Ethnologists have sometimes taken arts which appeared to them too advanced to fit with the general condition of their possessors, and have treated them as belonging to this latter class. But where such arguments have had no aid from direct history, but have gone on mere inspection of the arts of the lower races, all that I can call to mind, at least, seem open to grave exception.

Thus the boomerang has been adduced as proof that the Australians were once in a far higher state of civilization.[1] It is true that the author who argued thus confounded the boomerang with the throwing-cudgel, or, as a Hampshire man would call it, the squoyle, of the Egyptian fowler, so that he had at least an imaginary high civilization in view, of which the boomerang was an element. But, as has been mentioned, intermediate forms between the boomerang and the war-club or pick, are known in Australia, a state of things which fits rather with growth than with degeneration.[2]

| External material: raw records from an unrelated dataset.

use super::{EdgeId, EdgeKind, NodeId, NodeLabel};
use chrono::NaiveTime;
use thiserror::Error;

#[derive(Error, Debug)]
pub enum GraphError {
    #[error("cannot create {kind} edge, no {label} node has id {id}")]
    MissingEndpoint {
        kind: EdgeKind,
        label: NodeLabel,
        id: i64,
    },
    #[error("cannot create LINEA_ID edge, stop {stop_id} has no STOP_IN edge from line {line_id}")]
    MissingMembership { line_id: i64, stop_id: i64 },
    #[error("negative travel time of {minutes} minutes from stop {origin_stop_id} ({origin_run}) to stop {destination_stop_id} ({destination_run}) on line {line_id}")]
    NegativeDuration {
        line_id: i64,
        origin_stop_id: i64,
        destination_stop_id: i64,
        origin_run: NaiveTime,
        destination_run: NaiveTime,
        minutes: i64,
    },
    #[error("stop id {0} matches {1} stop nodes")]
    AmbiguousStop(i64, usize),
    #[error("line id {0} matches {1} line nodes")]
    AmbiguousLine(i64, usize),
    #[error("{0} node with key '{1}' already exists")]
    DuplicateNodeKey(NodeLabel, String),
    #[error("cannot create {label} node '{key}', id {id} already belongs to node '{existing_key}'")]
    DuplicateNodeId {
        label: NodeLabel,
        id: i64,
        key: String,
        existing_key: String,
    },
    #[error("{0} edge {1} -> {2} already exists")]
    DuplicateEdge(EdgeKind, NodeId, NodeId),
    #[error("attempting to get node '{0}' not in graph")]
    GraphMissingNodeId(NodeId),
    #[error("attempting to get edge '{0}' not in graph")]
    GraphMissingEdgeId(EdgeId),
    #[error("invalid property '{0}': {1}")]
    InvalidProperty(String, String),
    #[error("failure writing to file {0}: {1}")]
    CsvWriteError(String, csv::Error),
    #[error("{0}")]
    InternalError(String),
}
mod geometry_encoder;
mod geometry_error;
mod survey_geometry;

pub use geometry_encoder::encode;
pub use geometry_error::GeometryError;
pub use survey_geometry::SurveyGeometry;
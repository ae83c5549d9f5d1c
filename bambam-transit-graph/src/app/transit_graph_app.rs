use super::TransitGraphOperation;
use clap::Parser;

/// command line tool for building a transit graph from stop, line and
/// schedule survey collections
#[derive(Parser)]
#[command(author, version, about, long_about = None)]
#[command(propagate_version = true)]
pub struct TransitGraphApp {
    #[command(subcommand)]
    pub op: TransitGraphOperation,
}
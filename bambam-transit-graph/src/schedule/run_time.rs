use super::ScheduleError;
use chrono::NaiveTime;

const RUN_TIME_FORMATS: [&str; 3] = ["%H:%M:%S", "%H:%M", "%H:%M:%S%.f"];

/// parses the scheduled passage time of a run at a stop. runs carry a local
/// clock time with no date, written as `HH:MM` or `HH:MM:SS`.
pub fn parse_run_time(value: &str) -> Result<NaiveTime, ScheduleError> {
    let trimmed = value.trim();
    RUN_TIME_FORMATS
        .iter()
        .find_map(|format| NaiveTime::parse_from_str(trimmed, format).ok())
        .ok_or_else(|| ScheduleError::InvalidRunTime(value.to_string()))
}
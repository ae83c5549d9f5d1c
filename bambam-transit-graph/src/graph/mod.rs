mod attributes;
mod edge_kind;
mod graph_error;
mod graph_ids;
mod graph_record;
mod graph_store;
mod graph_upsert_model;
mod graph_writer;
mod in_memory_graph_store;
mod midnight_crossing_policy;
mod node_label;
mod upsert_outcome;

pub use attributes::{
    fieldname, from_properties, into_properties, LineAttributes, MembershipAttributes, Properties,
    SequenceAttributes, StopAttributes,
};
pub use edge_kind::EdgeKind;
pub use graph_error::GraphError;
pub use graph_ids::{EdgeId, NodeId};
pub use graph_record::{EdgeRecord, NodeRecord};
pub use graph_store::GraphStore;
pub use graph_upsert_model::GraphUpsertModel;
pub use graph_writer::{filenames, GraphWriter};
pub use in_memory_graph_store::InMemoryGraphStore;
pub use midnight_crossing_policy::MidnightCrossingPolicy;
pub use node_label::NodeLabel;
pub use upsert_outcome::UpsertOutcome;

In South America, Humboldt was so struck with the cylinders of very hard stone, perforated and sculptured into the forms of animals and fruits, that he founded upon them the argument that they were relics of an ancient civilization from which their possessors had fallen. "But it is not," he says, "the Indians of our own day, the dwellers on the Oronoko and the Amazons whom we see in the last degree of brutalization, who have perforated substances of such hardness, giving them the shapes of animals and fruits. Such pieces of work, like the pierced and sculptured emeralds found in the Cordilleras of New Granada and Quito, indicate a previous civilization. At present the inhabitants of these districts, especially of the hot regions, have so little idea of the possibility of cutting hard stones (emerald, jade, compact felspar, and rock crystal), that they have imagined the green stone to be naturally soft when taken out of the ground, and to harden after it has been fashioned by hand."[3]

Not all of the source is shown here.